● Work to be completed:
All that should be output is the block of lines below from the line with "raw_body: &[u8]) ->" to the line with "Dotfiles are ignored.", both included, exactly as written.

Items from a dataset
Content starts

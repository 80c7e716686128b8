use anyhow::Result;
use bench_core::{BenchError, CacheStats, CampaignRecord, ModelRunRecord, UniqueTableStats};
use chrono::{DateTime, Utc};
use rusqlite::{params, Connection, OptionalExtension, Transaction};
use std::fs;
use std::path::Path;
use tracing::{info, warn};

const SCHEMA: &str = "CREATE TABLE IF NOT EXISTS models (
    id INTEGER PRIMARY KEY,
    name TEXT NOT NULL,
    format TEXT NOT NULL,
    comments TEXT,
    body BLOB,
    UNIQUE(name, format)
 );
 CREATE TABLE IF NOT EXISTS runs (
    id INTEGER PRIMARY KEY,
    name TEXT NOT NULL,
    start TEXT NOT NULL UNIQUE,
    end TEXT NOT NULL,
    host TEXT NOT NULL,
    tool_version TEXT NOT NULL,
    comments TEXT,
    time_limit REAL NOT NULL
 );
 CREATE TABLE IF NOT EXISTS options (
    id INTEGER PRIMARY KEY,
    option TEXT NOT NULL UNIQUE
 );
 CREATE TABLE IF NOT EXISTS run_options (
    run_id INTEGER NOT NULL REFERENCES runs(id),
    option_id INTEGER NOT NULL REFERENCES options(id)
 );
 CREATE TABLE IF NOT EXISTS modelruns (
    id INTEGER PRIMARY KEY,
    interrupted INTEGER NOT NULL,
    states REAL,
    relation_time REAL NOT NULL,
    rewrite_time REAL NOT NULL,
    state_space_time REAL NOT NULL,
    force_time REAL,
    dead_relation_time REAL,
    dead_rewrite_time REAL,
    dead_time REAL,
    final_bytes INTEGER,
    final_flat_nodes INTEGER,
    final_hier_nodes INTEGER,
    final_flat_arcs INTEGER,
    final_hier_arcs INTEGER,
    run_id INTEGER NOT NULL REFERENCES runs(id),
    model_id INTEGER NOT NULL REFERENCES models(id)
 );
 CREATE TABLE IF NOT EXISTS sdd_unique_tables (
    id INTEGER PRIMARY KEY,
    nb INTEGER, peak INTEGER, accesses INTEGER, misses INTEGER, load_factor REAL,
    model_run_id INTEGER NOT NULL REFERENCES modelruns(id)
 );
 CREATE TABLE IF NOT EXISTS hom_unique_tables (
    id INTEGER PRIMARY KEY,
    nb INTEGER, peak INTEGER, accesses INTEGER, misses INTEGER, load_factor REAL,
    model_run_id INTEGER NOT NULL REFERENCES modelruns(id)
 );
 CREATE TABLE IF NOT EXISTS sdd_diff_caches (
    id INTEGER PRIMARY KEY,
    hits INTEGER, misses INTEGER, filtered INTEGER, discarded INTEGER,
    model_run_id INTEGER NOT NULL REFERENCES modelruns(id)
 );
 CREATE TABLE IF NOT EXISTS sdd_inter_caches (
    id INTEGER PRIMARY KEY,
    hits INTEGER, misses INTEGER, filtered INTEGER, discarded INTEGER,
    model_run_id INTEGER NOT NULL REFERENCES modelruns(id)
 );
 CREATE TABLE IF NOT EXISTS sdd_sum_caches (
    id INTEGER PRIMARY KEY,
    hits INTEGER, misses INTEGER, filtered INTEGER, discarded INTEGER,
    model_run_id INTEGER NOT NULL REFERENCES modelruns(id)
 );
 CREATE TABLE IF NOT EXISTS hom_caches (
    id INTEGER PRIMARY KEY,
    hits INTEGER, misses INTEGER, filtered INTEGER, discarded INTEGER,
    model_run_id INTEGER NOT NULL REFERENCES modelruns(id)
 );";

/// Read-only snapshot of a stored model, body still compressed.
#[derive(Debug, Clone)]
pub struct Model {
    pub id: i64,
    pub name: String,
    pub format: String,
    pub body: Vec<u8>,
}

#[derive(Debug, Clone)]
pub struct RunInfo {
    pub id: i64,
    pub name: String,
    pub start: DateTime<Utc>,
    pub end: DateTime<Utc>,
    pub host: String,
    pub tool_version: String,
    pub time_limit: f64,
}

/// One persisted outcome joined with its model name, as the comparator
/// consumes it.
#[derive(Debug, Clone)]
pub struct StoredModelRun {
    pub model_name: String,
    pub interrupted: bool,
    pub states: Option<f64>,
    pub state_space_time: f64,
}

#[derive(Debug, Clone, Copy, PartialEq, Eq)]
pub enum AddModelOutcome {
    Added(i64),
    Duplicate(i64),
}

#[derive(Debug, Clone, Copy, Default)]
pub struct ImportSummary {
    pub added: usize,
    pub duplicates: usize,
    pub ignored: usize,
}

#[derive(Debug, Clone, Copy)]
pub struct IngestSummary {
    pub run_id: i64,
    pub ingested: usize,
    pub skipped_unknown_model: usize,
}

pub fn compress_model_body(raw: &[u8]) -> Result<Vec<u8>> {
    Ok(zstd::encode_all(raw, zstd::DEFAULT_COMPRESSION_LEVEL)?)
}

pub fn decompress_model_body(compressed: &[u8]) -> Result<Vec<u8>> {
    Ok(zstd::decode_all(compressed)?)
}

pub struct Store {
    conn: Connection,
}

impl Store {
    pub fn open(path: &Path) -> Result<Self> {
        let conn = Connection::open(path)?;
        conn.execute_batch(SCHEMA)?;
        Ok(Self { conn })
    }

    pub fn open_in_memory() -> Result<Self> {
        let conn = Connection::open_in_memory()?;
        conn.execute_batch(SCHEMA)?;
        Ok(Self { conn })
    }

    /// Find-or-create on (name, format). Re-adding an existing model is a
    /// no-op reported as a duplicate, not an error.
    pub fn add_model(&self, name: &str, format: &str, raw_body: &[u8]) -> Result<AddModelOutcome> {
        let existing: Option<i64> = self
            .conn
            .query_row(
                "SELECT id FROM models WHERE name = ?1 AND format = ?2",
                params![name, format],
                |r| r.get(0),
            )
            .optional()?;
        if let Some(id) = existing {
            return Ok(AddModelOutcome::Duplicate(id));
        }
        let body = compress_model_body(raw_body)?;
        self.conn.execute(
            "INSERT INTO models (name, format, body) VALUES (?1, ?2, ?3)",
            params![name, format, body],
        )?;
        Ok(AddModelOutcome::Added(self.conn.last_insert_rowid()))
    }

    /// Walk a directory tree and add every plain file as a model of the
    /// given format. Dotfiles are ignored.
    pub fn import_models(&self, dir: &Path, format: &str) -> Result<ImportSummary> {
        let mut summary = ImportSummary::default();
        for entry in walkdir::WalkDir::new(dir) {
            let entry = entry?;
            if !entry.file_type().is_file() {
                continue;
            }
            let name = entry.file_name().to_string_lossy().to_string();
            if name.starts_with('.') {
                info!(path = %entry.path().display(), "ignoring");
                summary.ignored += 1;
                continue;
            }
            let raw = fs::read(entry.path())?;
            match self.add_model(&name, format, &raw)? {
                AddModelOutcome::Added(_) => {
                    info!(model = %name, format, "added");
                    summary.added += 1;
                }
                AddModelOutcome::Duplicate(_) => {
                    warn!(model = %name, format, "already exists");
                    summary.duplicates += 1;
                }
            }
        }
        Ok(summary)
    }

    /// All models, bodies compressed, for the scheduler to iterate.
    pub fn models(&self) -> Result<Vec<Model>> {
        let mut stmt = self
            .conn
            .prepare("SELECT id, name, format, body FROM models ORDER BY name")?;
        let rows = stmt.query_map([], |r| {
            Ok(Model {
                id: r.get(0)?,
                name: r.get(1)?,
                format: r.get(2)?,
                body: r.get(3)?,
            })
        })?;
        let mut out = Vec::new();
        for row in rows {
            out.push(row?);
        }
        Ok(out)
    }

    pub fn run(&self, id: i64) -> Result<Option<RunInfo>> {
        let info = self
            .conn
            .query_row(
                "SELECT id, name, start, end, host, tool_version, time_limit
                 FROM runs WHERE id = ?1",
                params![id],
                |r| {
                    Ok((
                        r.get::<_, i64>(0)?,
                        r.get::<_, String>(1)?,
                        r.get::<_, String>(2)?,
                        r.get::<_, String>(3)?,
                        r.get::<_, String>(4)?,
                        r.get::<_, String>(5)?,
                        r.get::<_, f64>(6)?,
                    ))
                },
            )
            .optional()?;
        match info {
            None => Ok(None),
            Some((id, name, start, end, host, tool_version, time_limit)) => Ok(Some(RunInfo {
                id,
                name,
                start: parse_timestamp(&start)?,
                end: parse_timestamp(&end)?,
                host,
                tool_version,
                time_limit,
            })),
        }
    }

    /// Outcomes of one run, joined with model names.
    pub fn model_runs(&self, run_id: i64) -> Result<Vec<StoredModelRun>> {
        let mut stmt = self.conn.prepare(
            "SELECT m.name, mr.interrupted, mr.states, mr.state_space_time
             FROM modelruns mr JOIN models m ON m.id = mr.model_id
             WHERE mr.run_id = ?1 ORDER BY mr.id",
        )?;
        let rows = stmt.query_map(params![run_id], |r| {
            Ok(StoredModelRun {
                model_name: r.get(0)?,
                interrupted: r.get(1)?,
                states: r.get(2)?,
                state_space_time: r.get(3)?,
            })
        })?;
        let mut out = Vec::new();
        for row in rows {
            out.push(row?);
        }
        Ok(out)
    }

    /// Persist a normalized campaign in a single transaction.
    ///
    /// A start-timestamp collision with an existing run rejects the whole
    /// campaign and leaves the store unchanged. An outcome naming a model
    /// that is not in the store is skipped with a diagnostic; the rest of
    /// the campaign is still committed.
    pub fn ingest_run(&mut self, record: &CampaignRecord) -> Result<IngestSummary> {
        let tx = self.conn.transaction()?;

        let start = record.start.to_rfc3339();
        let collision: Option<i64> = tx
            .query_row("SELECT id FROM runs WHERE start = ?1", params![start], |r| {
                r.get(0)
            })
            .optional()?;
        if collision.is_some() {
            return Err(BenchError::DuplicateRun(record.start).into());
        }

        tx.execute(
            "INSERT INTO runs (name, start, end, host, tool_version, comments, time_limit)
             VALUES (?1, ?2, ?3, ?4, ?5, ?6, ?7)",
            params![
                record.name,
                start,
                record.end.to_rfc3339(),
                record.host,
                record.tool_version,
                record.comments,
                record.time_limit,
            ],
        )?;
        let run_id = tx.last_insert_rowid();

        for option in &record.options {
            let option_id = find_or_create_option(&tx, option)?;
            tx.execute(
                "INSERT INTO run_options (run_id, option_id) VALUES (?1, ?2)",
                params![run_id, option_id],
            )?;
        }

        let mut ingested = 0usize;
        let mut skipped = 0usize;
        for (model_name, mrun) in &record.model_runs {
            let model_id: Option<i64> = tx
                .query_row(
                    "SELECT id FROM models WHERE name = ?1 LIMIT 1",
                    params![model_name],
                    |r| r.get(0),
                )
                .optional()?;
            let Some(model_id) = model_id else {
                warn!(model = %model_name, "model is not in the database, skipping");
                skipped += 1;
                continue;
            };
            insert_model_run(&tx, run_id, model_id, mrun)?;
            ingested += 1;
        }

        tx.commit()?;
        Ok(IngestSummary {
            run_id,
            ingested,
            skipped_unknown_model: skipped,
        })
    }
}

fn parse_timestamp(raw: &str) -> Result<DateTime<Utc>> {
    Ok(DateTime::parse_from_rfc3339(raw)?.with_timezone(&Utc))
}

fn find_or_create_option(tx: &Transaction<'_>, option: &str) -> Result<i64> {
    let existing: Option<i64> = tx
        .query_row(
            "SELECT id FROM options WHERE option = ?1",
            params![option],
            |r| r.get(0),
        )
        .optional()?;
    if let Some(id) = existing {
        return Ok(id);
    }
    tx.execute("INSERT INTO options (option) VALUES (?1)", params![option])?;
    Ok(tx.last_insert_rowid())
}

fn insert_model_run(
    tx: &Transaction<'_>,
    run_id: i64,
    model_id: i64,
    mrun: &ModelRunRecord,
) -> Result<()> {
    tx.execute(
        "INSERT INTO modelruns (
            interrupted, states, relation_time, rewrite_time, state_space_time,
            force_time, dead_relation_time, dead_rewrite_time, dead_time,
            final_bytes, final_flat_nodes, final_hier_nodes, final_flat_arcs, final_hier_arcs,
            run_id, model_id
         ) VALUES (?1, ?2, ?3, ?4, ?5, ?6, ?7, ?8, ?9, ?10, ?11, ?12, ?13, ?14, ?15, ?16)",
        params![
            mrun.interrupted,
            mrun.states,
            mrun.relation_time,
            mrun.rewrite_time,
            mrun.state_space_time,
            mrun.force_time,
            mrun.dead_relation_time,
            mrun.dead_rewrite_time,
            mrun.dead_time,
            mrun.final_bytes.map(|v| v as i64),
            mrun.final_flat_nodes.map(|v| v as i64),
            mrun.final_hier_nodes.map(|v| v as i64),
            mrun.final_flat_arcs.map(|v| v as i64),
            mrun.final_hier_arcs.map(|v| v as i64),
            run_id,
            model_id,
        ],
    )?;
    let model_run_id = tx.last_insert_rowid();

    if let Some(ut) = &mrun.sdd_unique_table {
        insert_unique_table(tx, "sdd_unique_tables", model_run_id, ut)?;
    }
    if let Some(ut) = &mrun.hom_unique_table {
        insert_unique_table(tx, "hom_unique_tables", model_run_id, ut)?;
    }
    if let Some(c) = &mrun.sdd_diff_cache {
        insert_cache(tx, "sdd_diff_caches", model_run_id, c)?;
    }
    if let Some(c) = &mrun.sdd_inter_cache {
        insert_cache(tx, "sdd_inter_caches", model_run_id, c)?;
    }
    if let Some(c) = &mrun.sdd_sum_cache {
        insert_cache(tx, "sdd_sum_caches", model_run_id, c)?;
    }
    if let Some(c) = &mrun.hom_cache {
        insert_cache(tx, "hom_caches", model_run_id, c)?;
    }
    Ok(())
}

fn insert_unique_table(
    tx: &Transaction<'_>,
    table: &str,
    model_run_id: i64,
    ut: &UniqueTableStats,
) -> Result<()> {
    let sql = format!(
        "INSERT INTO {} (nb, peak, accesses, misses, load_factor, model_run_id)
         VALUES (?1, ?2, ?3, ?4, ?5, ?6)",
        table
    );
    tx.execute(
        &sql,
        params![
            ut.count.map(|v| v as i64),
            ut.peak.map(|v| v as i64),
            ut.accesses.map(|v| v as i64),
            ut.misses.map(|v| v as i64),
            ut.load_factor,
            model_run_id,
        ],
    )?;
    Ok(())
}

fn insert_cache(
    tx: &Transaction<'_>,
    table: &str,
    model_run_id: i64,
    cache: &CacheStats,
) -> Result<()> {
    let sql = format!(
        "INSERT INTO {} (hits, misses, filtered, discarded, model_run_id)
         VALUES (?1, ?2, ?3, ?4, ?5)",
        table
    );
    tx.execute(
        &sql,
        params![
            cache.hits.map(|v| v as i64),
            cache.misses.map(|v| v as i64),
            cache.filtered.map(|v| v as i64),
            cache.discarded.map(|v| v as i64),
            model_run_id,
        ],
    )?;
    Ok(())
}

Content ends

● Response box:
    pub fn add_model(&self, name: &str, format: &str, raw_body: &[u8]) -> Result<AddModelOutcome> {
        let existing: Option<i64> = self
            .conn
            .query_row(
                "SELECT id FROM models WHERE name = ?1 AND format = ?2",
                params![name, format],
                |r| r.get(0),
            )
            .optional()?;
        if let Some(id) = existing {
            return Ok(AddModelOutcome::Duplicate(id));
        }
        let body = compress_model_body(raw_body)?;
        self.conn.execute(
            "INSERT INTO models (name, format, body) VALUES (?1, ?2, ?3)",
            params![name, format, body],
        )?;
        Ok(AddModelOutcome::Added(self.conn.last_insert_rowid()))
    }

    /// Walk a directory tree and add every plain file as a model of the
    /// given format. Dotfiles are ignored.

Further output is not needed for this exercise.